* _DATA RECORDS_
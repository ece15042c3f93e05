// SPDX-FileCopyrightText: 2025 Semiotic AI, Inc.
//
// SPDX-License-Identifier: Apache-2.0

//! Construction of shared cache handles from configuration
//!
//! [`GeoCache::connect`] builds the store, the proximity index and the
//! coordinator once at startup. Consumers receive clones of the handle; every
//! clone shares the same backends.
//!
//! # Examples
//!
//! ```rust
//! use geocache::{GeoCache, GeoCacheConfig, HealthStatus};
//!
//! # tokio::runtime::Builder::new_multi_thread().enable_all().build().unwrap().block_on(async {
//! let cache = GeoCache::connect(GeoCacheConfig::default()).await.unwrap();
//! let report = cache.health().await;
//! assert_eq!(report.status, HealthStatus::Healthy);
//! # });
//! ```

use chrono::{DateTime, Utc};
use serde::Serialize;
use std::fmt;
use std::sync::Arc;
use tracing::{info, warn, Instrument};

use crate::config::{GeoCacheConfig, ProximityBackendConfig, StoreBackendConfig};
use crate::coordinator::QueryCacheCoordinator;
use crate::errors::ConfigError;
use crate::proximity::{GridIndex, ProximityIndex};
use crate::store::{CacheBackend, DiskBackend, ExpiringStore, MemoryBackend, NoOpBackend};
use crate::tracing::spans;

/// Shared handles to the cache layer
///
/// Cloning is cheap; clones share the store, the index and the in-flight
/// registry of the coordinator.
#[derive(Clone)]
pub struct GeoCache {
    config: Arc<GeoCacheConfig>,
    store: ExpiringStore,
    index: Arc<dyn ProximityIndex>,
    coordinator: QueryCacheCoordinator,
}

impl fmt::Debug for GeoCache {
    fn fmt(&self, f: &mut fmt::Formatter<'_>) -> fmt::Result {
        f.debug_struct("GeoCache")
            .field("store", &self.store.backend_name())
            .field("index", &self.index.name())
            .field("key_prefix", &self.config.key_prefix)
            .finish()
    }
}

/// Overall health of the cache layer
#[derive(Debug, Clone, Copy, PartialEq, Eq, Serialize)]
#[serde(rename_all = "lowercase")]
pub enum HealthStatus {
    /// Store and index are reachable
    Healthy,
    /// At least one backend is unreachable; lookups still work as misses
    Unhealthy,
}

/// Result of [`GeoCache::health`]
#[derive(Debug, Clone, Serialize)]
pub struct HealthReport {
    /// Overall status
    pub status: HealthStatus,
    /// Whether the key/value store answered
    pub cache: bool,
    /// Whether the proximity index answered
    pub proximity_index: bool,
    /// When the probe ran
    pub checked_at: DateTime<Utc>,
}

impl GeoCache {
    /// Validates `config` and opens its backends
    ///
    /// A memory store with a sweep interval starts its background sweeper, so
    /// this must be called from within a Tokio runtime.
    ///
    /// An unreachable Redis server does not fail startup: it is logged, the
    /// handle degrades to misses and empty proximity results, and the
    /// connection is retried on later operations.
    ///
    /// # Errors
    ///
    /// Returns [`ConfigError`] if the configuration is invalid, a disk path is
    /// unusable, a Redis URL is rejected, or a Redis backend is selected
    /// without the `redis` feature.
    pub async fn connect(config: GeoCacheConfig) -> Result<Self, ConfigError> {
        config.validate()?;

        let backend = open_store(&config.store_backend).await?;
        let store = ExpiringStore::from_arc(backend, config.default_ttl);
        let index = open_index(&config.proximity_backend).await?;
        let coordinator = QueryCacheCoordinator::from_config(store.clone(), &config);

        info!(
            store = store.backend_name(),
            index = index.name(),
            default_ttl = %config.default_ttl,
            key_prefix = %config.key_prefix,
            single_flight = config.single_flight,
            "Geo cache ready"
        );

        Ok(Self {
            config: Arc::new(config),
            store,
            index,
            coordinator,
        })
    }

    /// Assembles a handle from already constructed parts
    pub fn from_parts(
        config: GeoCacheConfig,
        store: ExpiringStore,
        index: Arc<dyn ProximityIndex>,
    ) -> Self {
        let coordinator = QueryCacheCoordinator::from_config(store.clone(), &config);
        Self {
            config: Arc::new(config),
            store,
            index,
            coordinator,
        }
    }

    /// Configuration the handle was built from
    pub fn config(&self) -> &GeoCacheConfig {
        &self.config
    }

    /// The expiring key/value store
    pub fn store(&self) -> &ExpiringStore {
        &self.store
    }

    /// The proximity index
    pub fn index(&self) -> &Arc<dyn ProximityIndex> {
        &self.index
    }

    /// The query cache coordinator
    pub fn coordinator(&self) -> &QueryCacheCoordinator {
        &self.coordinator
    }

    /// Probes the store and the index concurrently
    pub async fn health(&self) -> HealthReport {
        let span = spans::health(self.store.backend_name(), self.index.name());
        async {
            let (cache, proximity_index) =
                futures::join!(self.store.health_check(), self.index.health_check());

            let status = if cache && proximity_index {
                HealthStatus::Healthy
            } else {
                warn!(cache, proximity_index, "Geo cache unhealthy");
                HealthStatus::Unhealthy
            };

            HealthReport {
                status,
                cache,
                proximity_index,
                checked_at: Utc::now(),
            }
        }
        .instrument(span)
        .await
    }
}

async fn open_store(config: &StoreBackendConfig) -> Result<Arc<dyn CacheBackend>, ConfigError> {
    let backend: Arc<dyn CacheBackend> = match config {
        StoreBackendConfig::Memory {
            max_entries,
            sweep_interval,
        } => {
            let mut backend = MemoryBackend::new();
            if let Some(max_entries) = max_entries {
                backend = backend.with_max_entries(*max_entries);
            }
            let backend = Arc::new(backend);
            if let Some(interval) = sweep_interval {
                // Exits on its own once the backend is dropped
                backend.spawn_sweeper(*interval);
            }
            backend
        }
        StoreBackendConfig::Disk { path } => Arc::new(DiskBackend::new(path.clone()).validate()?),
        StoreBackendConfig::Redis(endpoint) => open_redis_store(endpoint).await?,
        StoreBackendConfig::Disabled => Arc::new(NoOpBackend),
    };
    Ok(backend)
}

async fn open_index(
    config: &ProximityBackendConfig,
) -> Result<Arc<dyn ProximityIndex>, ConfigError> {
    match config {
        ProximityBackendConfig::InProcess {
            cell_size_degrees,
            strict_coordinates,
        } => {
            let index = GridIndex::with_cell_size(*cell_size_degrees);
            let index = if *strict_coordinates {
                index.strict()
            } else {
                index
            };
            Ok(Arc::new(index))
        }
        ProximityBackendConfig::Redis { endpoint, key } => open_redis_index(endpoint, key).await,
    }
}

#[cfg(feature = "redis")]
async fn open_redis_store(
    endpoint: &crate::config::RedisEndpoint,
) -> Result<Arc<dyn CacheBackend>, ConfigError> {
    let url = endpoint.connection_url()?;
    let backend = crate::store::RedisBackend::connect(&url).await?;
    Ok(Arc::new(backend))
}

#[cfg(not(feature = "redis"))]
async fn open_redis_store(
    _endpoint: &crate::config::RedisEndpoint,
) -> Result<Arc<dyn CacheBackend>, ConfigError> {
    Err(ConfigError::FeatureDisabled {
        backend: "RedisBackend",
        feature: "redis",
    })
}

#[cfg(feature = "redis")]
async fn open_redis_index(
    endpoint: &crate::config::RedisEndpoint,
    key: &str,
) -> Result<Arc<dyn ProximityIndex>, ConfigError> {
    let url = endpoint.connection_url()?;
    let index = crate::proximity::RedisGeoIndex::connect(&url, key).await?;
    Ok(Arc::new(index))
}

#[cfg(not(feature = "redis"))]
async fn open_redis_index(
    _endpoint: &crate::config::RedisEndpoint,
    _key: &str,
) -> Result<Arc<dyn ProximityIndex>, ConfigError> {
    Err(ConfigError::FeatureDisabled {
        backend: "RedisGeoIndex",
        feature: "redis",
    })
}

#[cfg(test)]
mod tests {
    use super::*;
    use crate::config::GeoCacheConfigBuilder;
    use crate::types::geo::GeoPoint;

    #[tokio::test]
    async fn test_connect_default() {
        let cache = GeoCache::connect(GeoCacheConfig::default()).await.unwrap();
        assert_eq!(cache.store().backend_name(), "MemoryBackend");
        assert_eq!(cache.index().name(), "GridIndex");

        let report = cache.health().await;
        assert_eq!(report.status, HealthStatus::Healthy);
        assert!(report.cache && report.proximity_index);
    }

    #[tokio::test]
    async fn test_clones_share_backends() {
        let cache = GeoCache::connect(GeoCacheConfig::default()).await.unwrap();
        let clone = cache.clone();

        cache.store().set("geo:test:1", &1u32, None).await.unwrap();
        clone
            .index()
            .insert(GeoPoint::new("stl", -90.2, 38.6))
            .await
            .unwrap();

        assert_eq!(clone.store().get::<u32>("geo:test:1").await, Some(1));
        assert_eq!(cache.index().len().await, 1);
    }

    #[tokio::test]
    async fn test_invalid_config_rejected() {
        let config = GeoCacheConfigBuilder::new().key_prefix("").build();
        assert!(matches!(
            GeoCache::connect(config).await,
            Err(ConfigError::InvalidValue { .. })
        ));
    }

    #[tokio::test]
    async fn test_disabled_store() {
        let config = GeoCacheConfigBuilder::new().disabled().build();
        let cache = GeoCache::connect(config).await.unwrap();
        assert_eq!(cache.store().backend_name(), "NoOpBackend");
        assert_eq!(cache.health().await.status, HealthStatus::Healthy);
    }

    #[cfg(not(feature = "redis"))]
    #[tokio::test]
    async fn test_redis_requires_feature() {
        let endpoint = crate::config::RedisEndpoint::parse("redis://localhost:6379/0").unwrap();
        let config = GeoCacheConfigBuilder::new()
            .store_backend(StoreBackendConfig::Redis(endpoint))
            .build();
        assert!(matches!(
            GeoCache::connect(config).await,
            Err(ConfigError::FeatureDisabled { feature: "redis", .. })
        ));
    }

    #[test]
    fn test_health_report_serializes_lowercase() {
        let report = HealthReport {
            status: HealthStatus::Unhealthy,
            cache: false,
            proximity_index: true,
            checked_at: Utc::now(),
        };
        let json = serde_json::to_value(&report).unwrap();
        assert_eq!(json["status"], "unhealthy");
        assert_eq!(json["cache"], false);
    }
}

* _WHAT YOU ARE ASKED TO DO_
Find how many lines of the listing include the word "impl", and state that number by itself.

* _EXERCISE SOLUTION_
2